Por trás desse cenário estão
grandes empresas e corporações capitaneadas por indivíduos das classes
dominantes. Embora o Brasil conte com uma boa legislação ambiental, ela se
mostra sempre insuficiente e ineficiente para conter os arroubos e desvarios
dessa gente. Munidos de equipes jurídicas de prestígio, de grande poder capital
e, especialmente, de influência junto aos espaços de poder, eles não se
intimidam ou se constrangem diante das leis. Suas decisões e escolhas são
pautadas, exclusivamente, pelos seus interesses e demandas.

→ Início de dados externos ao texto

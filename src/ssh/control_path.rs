//! Multiplexing control path derivation
//!
//! SSH binds the `ControlPath` as a Unix domain socket. Paths longer than the
//! socket address allows fail at connect time with
//! `unix_listener: too long for Unix domain socket`, so the path is picked from
//! a fixed list of progressively shorter templates. `%C` asks SSH to substitute
//! a hash of the connection attributes.

use tracing::{debug, trace};

use super::host::HostDescriptor;
use crate::error::{Result, SshArgsError};

/// Maximum control path length in bytes
pub const MAX_CONTROL_PATH_LEN: usize = 104;

/// Control path templates, longest and most descriptive first
#[derive(Debug, Clone, Copy, PartialEq, Eq)]
pub enum ControlPathCandidate {
    /// `~/.ssh/deployer_mux_<host><port>`
    SshDirDescriptive,
    /// `~/.ssh/deployer_mux_%C`
    SshDirHash,
    /// `~/deployer_mux_<host><port>`
    HomeDescriptive,
    /// `~/deployer_mux_%C`
    HomeDeployerHash,
    /// `~/mux_%C`
    HomeShortHash,
}

impl ControlPathCandidate {
    /// All candidates in the order they are tried
    pub const ORDERED: [ControlPathCandidate; 5] = [
        ControlPathCandidate::SshDirDescriptive,
        ControlPathCandidate::SshDirHash,
        ControlPathCandidate::HomeDescriptive,
        ControlPathCandidate::HomeDeployerHash,
        ControlPathCandidate::HomeShortHash,
    ];

    /// Render the template for the given connection data
    pub fn render(self, connection_data: &str) -> String {
        match self {
            ControlPathCandidate::SshDirDescriptive => {
                format!("~/.ssh/deployer_mux_{}", connection_data)
            }
            ControlPathCandidate::SshDirHash => "~/.ssh/deployer_mux_%C".to_string(),
            ControlPathCandidate::HomeDescriptive => format!("~/deployer_mux_{}", connection_data),
            ControlPathCandidate::HomeDeployerHash => "~/deployer_mux_%C".to_string(),
            ControlPathCandidate::HomeShortHash => "~/mux_%C".to_string(),
        }
    }
}

/// Derive the control path for a host under [`MAX_CONTROL_PATH_LEN`].
///
/// # Examples
///
/// ```
/// use ssh_args::ssh::{generate_control_path, Host};
///
/// let path = generate_control_path(&Host::new("prod-web-01")).unwrap();
/// assert_eq!(path, "~/.ssh/deployer_mux_prod-web-0122");
/// ```
pub fn generate_control_path(host: &impl HostDescriptor) -> Result<String> {
    generate_control_path_within(host, MAX_CONTROL_PATH_LEN)
}

/// Derive the control path for a host, returning the first candidate whose
/// length is at most `max_len` bytes.
///
/// # Returns
/// * `Ok(String)` - The first fitting candidate in [`ControlPathCandidate::ORDERED`]
/// * `Err(SshArgsError::ControlPathTooLong)` - If no candidate fits
pub fn generate_control_path_within(host: &impl HostDescriptor, max_len: usize) -> Result<String> {
    let connection_data = format!("{}{}", host.identifier(), host.port());
    let mut control_path = String::new();

    for candidate in ControlPathCandidate::ORDERED {
        control_path = candidate.render(&connection_data);
        if control_path.len() <= max_len {
            trace!("Using control path {} ({:?})", control_path, candidate);
            return Ok(control_path);
        }
        debug!(
            "Control path candidate {:?} is {} bytes (max {}), trying a shorter one",
            candidate,
            control_path.len(),
            max_len
        );
    }

    Err(SshArgsError::control_path_too_long(connection_data, control_path))
}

Não é à toa que muitas dessas empresas
e corporações fazem questão de patrocinar eventos e fóruns de discussão
socioambiental. Trata-se de uma estratégia de manutenção da sua influência, ou
porque não dizer, do seu lobby. Dessa forma, elas enviesam a dinâmica dos assuntos,
segundo os seus interesses, e fazem uso do marketing verde para ofuscar suas verdadeiras
intenções. Já se sabe, por exemplo, que grandes gigantes da mineração e do
agronegócio financiarão a cobertura da COP 30, em Belém / PA. Acontece que muitas
têm, em seu histórico, casos de crimes graves contra o meio ambiente 1.
Há muito tempo a humanidade ultrapassou
a fronteira dos alertas ambientais de natureza científica. O que se tem, agora,
é uma realidade concreta de eventos extremos e imprevisíveis, capazes de afetar
grandes espaços geográficos e inúmeras populações. É a vida de seres humanos que está em jogo. É a
sobrevivência ecossistêmica que está ameaçada. Portanto, para romper com o
domínio exercido pelas elites dominantes torna-se fundamental a construção de
uma autoconsciência, a respeito dos hábitos de consumo.
Repensar, Recusar, Reduzir,
Reutilizar, Reparar, Reciclar e Reintegrar, não diz respeito apenas à parte prática
do processo; mas, de todo o ciclo crítico-reflexivo que o sustenta. Afinal, é
ele que nos permite um posicionamento capaz de olhar além do pseudomarketing
verde e, assim, não se render às propagandas enganosas. Não podemos incorrer no
risco de outros desastres como os de Mariana (2015) e de Brumadinho (2019). Não
podemos naturalizar ou trivializar nossa própria destruição.